La ministra Sulaima Ishaq al Jalifa explicó la lógica estratégica detrás de estos actos. La violencia sexual busca doblegar y humillar, obligando a las personas a huir de sus hogares. Más allá de la limpieza étnica, el objetivo es «romper el tejido social». Cuando se emplea la violencia sexual como un arma, la intención es prolongar el conflicto indefinidamente porque «alimenta el espíritu de venganza».
Darfur ya tiene un precedente sangriento de principios de la década de 2000. De hecho, las FAR son herederas de las milicias yanyauid, cuyo antiguo líder fue recientemente condenado por la CPI por múltiples crímenes de guerra, incluidas violaciones. No obstante, la ministra sostiene que «lo que está ocurriendo hoy es peor. Se están produciendo violaciones masivas, está documentado,» y los autores actúan con impunidad y orgullo.

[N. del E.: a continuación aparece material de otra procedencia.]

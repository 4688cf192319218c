//! Metalayer indexer
//!
//! Derives a deterministic token ledger from metadata payloads embedded in
//! host-chain transactions.
//!
//! - `config`: environment configuration and per-network consensus parameters
//! - `domain`: models, the payload codec and the per-component state machines
//! - `application`: the consensus engine and the block-following indexer
//! - `infrastructure`: block sources, snapshot persistence and the HTTP API
//! - `utils`: logging helpers

pub mod application;
pub mod config;
pub mod domain;
pub mod infrastructure;
pub mod utils;
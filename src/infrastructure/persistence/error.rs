use std::error::Error;
use std::fmt;

/// Error type for state store operations
#[derive(Debug)]
pub enum StoreError {
    /// Error reading or writing the snapshot file
    IoError(std::io::Error),
    /// Snapshot could not be encoded or decoded
    SerializationError(serde_json::Error),
    /// Snapshot was written for another network or format
    IncompatibleSnapshot(String),
}

impl fmt::Display for StoreError {
    fn fmt(&self, f: &mut fmt::Formatter<'_>) -> fmt::Result {
        match self {
            StoreError::IoError(e) => write!(f, "I/O error: {}", e),
            StoreError::SerializationError(e) => write!(f, "Serialization error: {}", e),
            StoreError::IncompatibleSnapshot(msg) => write!(f, "Incompatible snapshot: {}", msg),
        }
    }
}

impl Error for StoreError {
    fn source(&self) -> Option<&(dyn Error + 'static)> {
        match self {
            StoreError::IoError(e) => Some(e),
            StoreError::SerializationError(e) => Some(e),
            StoreError::IncompatibleSnapshot(_) => None,
        }
    }
}

impl From<std::io::Error> for StoreError {
    fn from(err: std::io::Error) -> Self {
        StoreError::IoError(err)
    }
}

impl From<serde_json::Error> for StoreError {
    fn from(err: serde_json::Error) -> Self {
        StoreError::SerializationError(err)
    }
}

Desafíos post-abuso y las redes de trata
Los abusos contra las mujeres suelen ir de la mano con saqueos y agresiones físicas. Además, en Jartum y Darfur, las sobrevivientes han reportado violaciones perpetradas por mercenarios que, según la ministra, incluyen combatientes francófonos de África Occidental (Malí, Burkina Faso, Nigeria, Chad), así como colombianos y libios, acusados de combatir con las FAR.
La violencia no termina con el ataque. Algunas víctimas son secuestradas y retenidas como esclavas sexuales. Otras son vendidas a redes de tráfico de personas, aprovechando la inestabilidad del país y la porosidad de las fronteras.
Uno de los principales desafíos para la justicia y la documentación es que las propias víctimas se atrevan a hablar. En muchos casos, las familias, buscando «ocultar lo sucedido», optan por casar a la fuerza a las sobrevivientes, especialmente si quedan embarazadas. La ministra calificó estos «aterradores» matrimonios forzados de niñas y adolescentes como una forma de tortura.
Obstáculos para la documentación y la justicia en el conflicto de Sudán
La impunidad generalizada y el colapso institucional elevan las barreras para obtener justicia para las sobrevivientes.
- Reticencia de las víctimas a denunciar: El estigma social lleva a muchas familias a preferir ocultar los abusos.
- Matrimonio forzado: Se utiliza como mecanismo de control social para encubrir la violación, especialmente en casos de embarazo. La ministra lo considera una forma de tortura adicional.
- Regiones sin registro: Los datos de violaciones disponibles no incluyen las atrocidades cometidas en Darfur y Kordofán después de octubre de 2025.
- Complicidad de los perpetradores: Los responsables, que incluyen supuestos mercenarios extranjeros, actúan con «orgullo» y sin considerar sus actos un delito, lo que complica la captura y el proceso legal.
- Naturaleza sistemática del crimen: El uso estratégico y masivo de la violencia sexual como arma de guerra dificulta los esfuerzos de reparación individual y colectiva.
El continuo uso de la violencia sexual como herramienta para desintegrar la estructura social de Sudán, junto con la impunidad flagrante, garantiza que el conflicto deje cicatrices que trascenderán la firma de cualquier acuerdo de paz futuro. La comunidad internacional y la CPI tienen el reto de demostrar que los crímenes que buscan la destrucción étnica y social no quedarán sin respuesta.